Demonstrating the presence of chromium (VI) in the body
Exposure to chromium (VI) in the distant past cannot be demonstrated via a medical examination.
Scientific studies have investigated whether chromium (VI) compounds can be detected in the urine, blood, hair, nails, bone, saliva, teeth, respiratory tract and lungs. Chromium (VI) is rapidly converted into chromium (III) – in just a few hours or days – so demonstrating the presence of chromium (VI) quickly becomes impossible. Showing that chromium is present in the blood and urine can therefore only be done shortly after exposure to chromium (VI).
The analysis of chromium in bodily fluids and tissues generally involves determining the total amount of chromium, which effectively means the concentration of chromium (III) compounds, given that neither metallic chromium, nor compounds containing chromium that is hexavalent, or in other oxidation states, are normally present at significant levels.

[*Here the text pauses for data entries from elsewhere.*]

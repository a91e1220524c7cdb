use super::common::{created_response, no_content_response, success_response, validate_input};
use crate::dto::{CreateSupplierRequest, UpdateSupplierRequest};
use crate::entities::supplier::SupplierStatus;
use crate::errors::ApiError;
use crate::services::suppliers::SupplierListQuery;
use crate::AppState;
use axum::{
    extract::{Json, Path, Query, State},
    http::{header::HeaderName, StatusCode},
    response::IntoResponse,
    routing::get,
    Router,
};
use serde::Deserialize;
use std::sync::Arc;

static X_TOTAL_COUNT: HeaderName = HeaderName::from_static("x-total-count");
static X_PAGE: HeaderName = HeaderName::from_static("x-page");
static X_PAGE_SIZE: HeaderName = HeaderName::from_static("x-page-size");

#[derive(Debug, Deserialize)]
#[serde(rename_all = "camelCase")]
pub struct SupplierListParams {
    #[serde(default = "default_page")]
    pub page: u64,
    #[serde(default = "default_page_size")]
    pub page_size: u64,
    pub search: Option<String>,
    pub status: Option<SupplierStatus>,
    pub category_id: Option<i32>,
}

fn default_page() -> u64 {
    1
}

fn default_page_size() -> u64 {
    20
}

async fn list_suppliers(
    State(state): State<Arc<AppState>>,
    Query(params): Query<SupplierListParams>,
) -> Result<impl IntoResponse, ApiError> {
    let query = SupplierListQuery {
        page: params.page,
        page_size: params.page_size,
        search: params.search,
        status: params.status,
        category_id: params.category_id,
    };
    let (suppliers, total) = state.services.suppliers.get_suppliers(query).await?;

    Ok((
        StatusCode::OK,
        [
            (X_TOTAL_COUNT.clone(), total.to_string()),
            (X_PAGE.clone(), params.page.to_string()),
            (X_PAGE_SIZE.clone(), params.page_size.to_string()),
        ],
        axum::Json(suppliers),
    ))
}

async fn get_supplier(
    State(state): State<Arc<AppState>>,
    Path(id): Path<i32>,
) -> Result<impl IntoResponse, ApiError> {
    let supplier = state
        .services
        .suppliers
        .get_supplier(id)
        .await?
        .ok_or_else(|| ApiError::NotFound(format!("Supplier {} not found", id)))?;
    Ok(success_response(supplier))
}

async fn create_supplier(
    State(state): State<Arc<AppState>>,
    Json(request): Json<CreateSupplierRequest>,
) -> Result<impl IntoResponse, ApiError> {
    validate_input(&request)?;
    let supplier = state.services.suppliers.create_supplier(request).await?;
    let location = format!("/v1/suppliers/{}", supplier.id);
    Ok(created_response(location, supplier))
}

async fn update_supplier(
    State(state): State<Arc<AppState>>,
    Path(id): Path<i32>,
    Json(request): Json<UpdateSupplierRequest>,
) -> Result<impl IntoResponse, ApiError> {
    validate_input(&request)?;
    let supplier = state
        .services
        .suppliers
        .update_supplier(id, request)
        .await?
        .ok_or_else(|| ApiError::NotFound(format!("Supplier {} not found", id)))?;
    Ok(success_response(supplier))
}

async fn delete_supplier(
    State(state): State<Arc<AppState>>,
    Path(id): Path<i32>,
) -> Result<impl IntoResponse, ApiError> {
    let deleted = state.services.suppliers.delete_supplier(id).await?;
    if !deleted {
        return Err(ApiError::NotFound(format!("Supplier {} not found", id)));
    }
    Ok(no_content_response())
}

pub fn routes() -> Router<Arc<AppState>> {
    Router::new()
        .route("/", get(list_suppliers).post(create_supplier))
        .route(
            "/:id",
            get(get_supplier).put(update_supplier).delete(delete_supplier),
        )
}
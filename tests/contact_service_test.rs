mod common;

use std::time::Duration;

use supplier_api::{
    dto::{CreateSupplierContactRequest, CreateSupplierRequest, UpdateSupplierContactRequest},
    entities::supplier_contact::ContactRole,
    errors::ServiceError,
    services::{SupplierContactService, SupplierService},
};

async fn seed_supplier(db: &std::sync::Arc<sea_orm::DatabaseConnection>) -> i32 {
    SupplierService::new(db.clone())
        .create_supplier(CreateSupplierRequest {
            name: "Contact Host".to_string(),
            registration_number: None,
            tax_id: None,
            website: None,
            description: None,
            status: None,
            category_id: None,
            country_id: None,
            currency_id: None,
            lead_time_days: None,
            minimum_order_amount: None,
            payment_terms: None,
            credit_limit: None,
            quality_rating: None,
            delivery_rating: None,
            service_rating: None,
        })
        .await
        .unwrap()
        .id
}

fn contact_request(supplier_id: i32, first: &str, role: Option<ContactRole>) -> CreateSupplierContactRequest {
    CreateSupplierContactRequest {
        supplier_id,
        first_name: first.to_string(),
        last_name: "Tester".to_string(),
        email: format!("{}@example.com", first.to_lowercase()),
        phone: None,
        mobile: None,
        job_title: None,
        department: None,
        role,
        is_primary: None,
        is_active: None,
        notes: None,
    }
}

#[tokio::test]
async fn create_applies_role_and_activity_defaults() {
    let db = common::setup_db().await;
    let supplier_id = seed_supplier(&db).await;
    let service = SupplierContactService::new(db);

    let contact = service
        .create_contact(contact_request(supplier_id, "Dana", None))
        .await
        .unwrap();

    assert_eq!(contact.role, ContactRole::Primary);
    assert!(contact.is_active);
    assert!(!contact.is_primary);
    assert_eq!(contact.created_at, contact.updated_at);
}

#[tokio::test]
async fn listing_orders_by_role_then_first_name() {
    let db = common::setup_db().await;
    let supplier_id = seed_supplier(&db).await;
    let service = SupplierContactService::new(db);

    service
        .create_contact(contact_request(supplier_id, "Zoe", Some(ContactRole::Technical)))
        .await
        .unwrap();
    service
        .create_contact(contact_request(supplier_id, "Carl", Some(ContactRole::Procurement)))
        .await
        .unwrap();
    service
        .create_contact(contact_request(supplier_id, "Abby", Some(ContactRole::Procurement)))
        .await
        .unwrap();

    let contacts = service.get_contacts_by_supplier(supplier_id).await.unwrap();
    let names: Vec<&str> = contacts.iter().map(|c| c.first_name.as_str()).collect();

    assert_eq!(names, vec!["Abby", "Carl", "Zoe"]);
}

#[tokio::test]
async fn update_replaces_fields_and_advances_updated_at() {
    let db = common::setup_db().await;
    let supplier_id = seed_supplier(&db).await;
    let service = SupplierContactService::new(db);

    let created = service
        .create_contact(contact_request(supplier_id, "Erin", None))
        .await
        .unwrap();

    tokio::time::sleep(Duration::from_millis(20)).await;

    let updated = service
        .update_contact(
            created.id,
            UpdateSupplierContactRequest {
                first_name: "Erin".to_string(),
                last_name: "Promoted".to_string(),
                email: "erin@example.com".to_string(),
                phone: Some("555-0101".to_string()),
                mobile: None,
                job_title: Some("Head of Purchasing".to_string()),
                department: None,
                role: ContactRole::Finance,
                is_primary: true,
                is_active: true,
                notes: None,
            },
        )
        .await
        .unwrap()
        .expect("contact should exist");

    assert_eq!(updated.last_name, "Promoted");
    assert_eq!(updated.role, ContactRole::Finance);
    assert!(updated.is_primary);
    assert!(updated.updated_at > updated.created_at);
}

#[tokio::test]
async fn update_missing_contact_returns_none() {
    let db = common::setup_db().await;
    let service = SupplierContactService::new(db);

    let result = service
        .update_contact(
            555,
            UpdateSupplierContactRequest {
                first_name: "No".to_string(),
                last_name: "One".to_string(),
                email: "no.one@example.com".to_string(),
                phone: None,
                mobile: None,
                job_title: None,
                department: None,
                role: ContactRole::Primary,
                is_primary: false,
                is_active: true,
                notes: None,
            },
        )
        .await
        .unwrap();

    assert!(result.is_none());
}

#[tokio::test]
async fn delete_is_hard_with_sentinel_for_missing_rows() {
    let db = common::setup_db().await;
    let supplier_id = seed_supplier(&db).await;
    let service = SupplierContactService::new(db);

    let contact = service
        .create_contact(contact_request(supplier_id, "Finn", None))
        .await
        .unwrap();

    assert!(service.delete_contact(contact.id).await.unwrap());
    assert!(service.get_contact(contact.id).await.unwrap().is_none());
    assert!(!service.delete_contact(contact.id).await.unwrap());
}

#[tokio::test]
async fn orphan_contact_insert_is_rejected_by_engine() {
    let db = common::setup_db().await;
    let service = SupplierContactService::new(db);

    let err = service
        .create_contact(contact_request(987654, "Ghost", None))
        .await
        .unwrap_err();

    assert!(matches!(err, ServiceError::ConstraintViolation(_)));
}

Chromium (VI) compounds accumulate in the red and white blood cells where they are converted to chromium (III). The chromium (III) compounds are then no longer able to leave the cell. Consequently, the total chromium content gives an indication for absorption of chromium (VI) compounds that has occurred during the lifespans of red and white blood cells (4 months and 1 month respectively). In work environments, this analytical method is used to monitor workers up to 4 months after their exposure. Determining chromium levels in urine and blood cannot be achieved if a number of years has passed since the time of exposure.
Increased chromium levels can be found in the hair and nails up to one year after exposure. However, it is impossible to establish that there is a link between the chromium content in the hair or nails and the level of exposure or its source.
Bone is theoretically suited for examination of an elevated exposure to chromium for up to 15 years after exposure. The major drawback is that obtaining bone samples (and other specific tissue samples) is highly invasive; biopsies during surgery or autopsy are basically the only option. Also in this case, it is impossible to establish a link between the measured concentrations in bone and other tissues, and the level, duration and source of exposure because of the daily exposure and conversion to chromium (III). It is therefore not possible to use the measured concentrations as a basis for estimating the risks to health caused by possible occupational exposure to chromium (VI).
Chromium (VI) does not accumulate in the dental matrix in adults.
In cases where the exposure consisted of particles containing chromium (VI) that remained unchanged in the lungs, it may be possible to demonstrate the presence of specific chromium (VI) compounds. Studies among workers have found chromium (III) and chromium (VI) in respiratory condensate at the end of the working week. This may, in the future, be a non-invasive alternative to taking lung tissue samples for demonstrating exposure to chromium (VI) in the longer term. However, more research is needed.
None of the analyses mentioned above allows conclusions to be drawn about how long ago the chromium compounds were absorbed and over what period, nor whether it concerned hexavalent chromium compounds. There are no reference values that the analysis results can be checked against, nor can any prognostic statements be made about the health risks caused by chromium (VI) exposure.